By Sergei Prozorov
Contemporary critical security studies increasingly turns to the problematic of political theology. This interest and inquiry into the theological origins of today’s political concepts and categories enables more effective critical interventions in contemporary politics. “Messianism” is one of the less explored aspects of political theology in security studies.
While its connotations of a fundamental rupture and the coming of something radically other appear to be of little relevance to the problematic of security, this article explores the implications of rethinking security in the messianic key.
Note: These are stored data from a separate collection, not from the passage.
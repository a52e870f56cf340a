//! HTTP API for the grievance intake service.
//!
//! Exposes the chat intake flow plus complaint, department and analytics
//! endpoints over a shared [`AppState`].
//!
//! # Endpoints
//!
//! | Method | Path | Purpose |
//! |--------|------|---------|
//! | POST | `/chat` | One chat turn |
//! | POST | `/complaints` | File a complaint directly |
//! | GET | `/complaints` | List complaints (`status`, `limit`, `offset`) |
//! | GET | `/complaints/:reference` | Look up one complaint |
//! | PATCH | `/complaints/:reference/status` | Move a complaint through its lifecycle |
//! | GET, POST | `/departments` | List or add departments |
//! | GET | `/analytics` | Complaint counts |
//! | GET | `/health` | Liveness |

pub mod config;
pub mod error;
pub mod routes;
pub mod state;

pub use config::{Config, ConfigError, SessionBackend};
pub use error::{ApiError, Result};
pub use routes::router;
pub use state::AppState;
In my recent Security Dialogue piece, “Like a thief in the night: Agamben, Hobbes and the messianic transvaluation of security,” I focus on Agamben’s reinterpretation of Hobbes’s Leviathan in Stasis, which restores an eschatological dimension to this foundational text of modern security politics. Hobbes’s commonwealth has been traditionally read as a secularized version of the katechon, a force that restrains the state of nature while drawing on its resources. Instead, Agamben argues that for Hobbes, the state is neither the analogue of God’s kingdom on earth nor the katechon that delays its arrival, but the profane power that will disappear when the kingdom of God is established on earth.
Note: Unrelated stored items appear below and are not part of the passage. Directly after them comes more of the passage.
//! Rule-based intent detection for raw chat utterances.

use once_cell::sync::Lazy;
use regex::Regex;
use serde::{Deserialize, Serialize};

/// What a single utterance looks like before any model is consulted.
#[derive(Debug, Clone, Copy, PartialEq, Eq, Hash, Serialize, Deserialize)]
#[serde(rename_all = "lowercase")]
pub enum IntentTag {
    Greeting,
    Thanks,
    Query,
    Suggestion,
    Request,
    Incomplete,
    Complaint,
}

impl IntentTag {
    pub fn as_str(&self) -> &'static str {
        match self {
            IntentTag::Greeting => "greeting",
            IntentTag::Thanks => "thanks",
            IntentTag::Query => "query",
            IntentTag::Suggestion => "suggestion",
            IntentTag::Request => "request",
            IntentTag::Incomplete => "incomplete",
            IntentTag::Complaint => "complaint",
        }
    }
}

impl std::fmt::Display for IntentTag {
    fn fmt(&self, f: &mut std::fmt::Formatter<'_>) -> std::fmt::Result {
        f.write_str(self.as_str())
    }
}

const SHORT_GREETINGS: &[&str] = &["hi", "hu", "hii", "hai", "hlo", "hey", "ok"];
const GREETING_WORDS: &[&str] = &["hi", "hello", "hey", "namaste", "hii", "hai", "hlo", "hu", "hjh"];
const THANKS_WORDS: &[&str] = &["thanks", "thank", "thnx", "thanku"];

static GREETING: Lazy<Regex> = Lazy::new(|| {
    Regex::new(
        r"^(hi|hello|hey|greetings|namaste|good morning|good afternoon|good evening|hii|hai|hlo|hellow)\b",
    )
    .expect("greeting pattern")
});

static THANKS: Lazy<Regex> = Lazy::new(|| {
    Regex::new(r"^(thanks|thank you|thankyou|thnx|thank u|tysm|appreciate|grateful)\b")
        .expect("thanks pattern")
});

// Interrogatives only count when they open the utterance; "there is garbage"
// is a statement, "is there garbage collection" is a question.
static QUERY_OPENER: Lazy<Regex> = Lazy::new(|| {
    Regex::new(r"^(what|how|when|where|who|why|can you|could you|is|are|do|does|will)\b")
        .expect("query opener pattern")
});

static QUERY_VOCABULARY: Lazy<Regex> = Lazy::new(|| {
    Regex::new(r"\b(status|track|check|know|tell me|information|info)\b").expect("query pattern")
});

static TRAILING_QUESTION: Lazy<Regex> =
    Lazy::new(|| Regex::new(r"\?\s*$").expect("question mark pattern"));

static SUGGESTION: Lazy<Regex> = Lazy::new(|| {
    Regex::new(r"\b(suggest|suggestion|recommend|improve|better|should|could|idea|proposal|feedback)\b")
        .expect("suggestion pattern")
});

static REQUEST: Lazy<Regex> = Lazy::new(|| {
    Regex::new(
        r"\b(request|need|want|require|apply|application|form|service|can i|may i|i would like|please provide)\b",
    )
    .expect("request pattern")
});

/// Classify an utterance with an ordered rule cascade; the first match wins.
///
/// Very short input that is not a known greeting is `Incomplete` so the
/// citizen is asked to clarify instead of a complaint being opened.
pub fn detect_intent(utterance: &str) -> IntentTag {
    let text = utterance.trim().to_lowercase();
    let length = text.chars().count();

    if length <= 3 {
        return if SHORT_GREETINGS.contains(&text.as_str()) {
            IntentTag::Greeting
        } else {
            IntentTag::Incomplete
        };
    }

    if GREETING.is_match(&text) {
        return IntentTag::Greeting;
    }

    if THANKS.is_match(&text) {
        return IntentTag::Thanks;
    }

    if length > 5
        && (QUERY_OPENER.is_match(&text)
            || QUERY_VOCABULARY.is_match(&text)
            || TRAILING_QUESTION.is_match(&text))
    {
        return IntentTag::Query;
    }

    if SUGGESTION.is_match(&text) {
        return IntentTag::Suggestion;
    }

    if REQUEST.is_match(&text) {
        return IntentTag::Request;
    }

    let words: Vec<&str> = text.split_whitespace().collect();
    if words.len() <= 3 {
        if words.iter().any(|w| GREETING_WORDS.contains(w)) {
            return IntentTag::Greeting;
        }
        if words.iter().any(|w| THANKS_WORDS.contains(w)) {
            return IntentTag::Thanks;
        }
    }

    IntentTag::Complaint
}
The Hobbesian state is thus in principle incapable of attaining the peace and security that it claims to provide, perpetually producing insecurity and violence in the guise of protection.
Rather than read Hobbes’s theory in the familiar terms of the exchange of liberty for security, Agamben insists that the Hobbesian commonwealth ensures no such trade-off and the Leviathan and Behemoth, order and disorder, remain entwined to the point of indistinction in every secular order. The Hobbesian state is thus in principle incapable of attaining the peace and security that it claims to provide, perpetually producing insecurity and violence in the guise of protection.
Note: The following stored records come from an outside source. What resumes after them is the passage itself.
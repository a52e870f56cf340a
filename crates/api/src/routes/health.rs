//! Health check endpoint.

use axum::Json;
use serde::Serialize;

#[derive(Serialize)]
pub struct Health {
    pub status: String,
}

pub async fn health() -> Json<Health> {
    Json(Health {
        status: "ok".to_string(),
    })
}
This diagnosis is confirmed by the contemporary transformations in the governmental rationalities of security that increasingly problematize the costs and inefficiency of security apparatuses and seek to devolve both the costs and provision of security to the subjects themselves through privatization, responsibilization and the ethics of resilience. And yet, the privatization, devolution or abolition of many of the security functions of the state do not entail its withering away. It is as if Leviathan not only learned to coexist with Behemoth, but also succeeded in making this coexistence the basis of something like an ‘ethics’ of eternal insecurity.
If pure security is unattainable, should critical security studies simply renounce security altogether? I argue that this would be counter-productive, since it is only from the perspective of security that the state could be judged and found wanting. The messianic approach affirms neither a pure security that cannot be attained nor the insecurity that no one could possibly want, but rather security from security, safety from the harm that comes with being secured by the Leviathan that always uncannily resembles Behemoth. Security is something that we desire and demand but, having seen that our demands lead to nothing more than insecurity, we are now content to be secure from it. Messianic security thus is a modest and transient – but still perfectly real – experience of relief from being secured.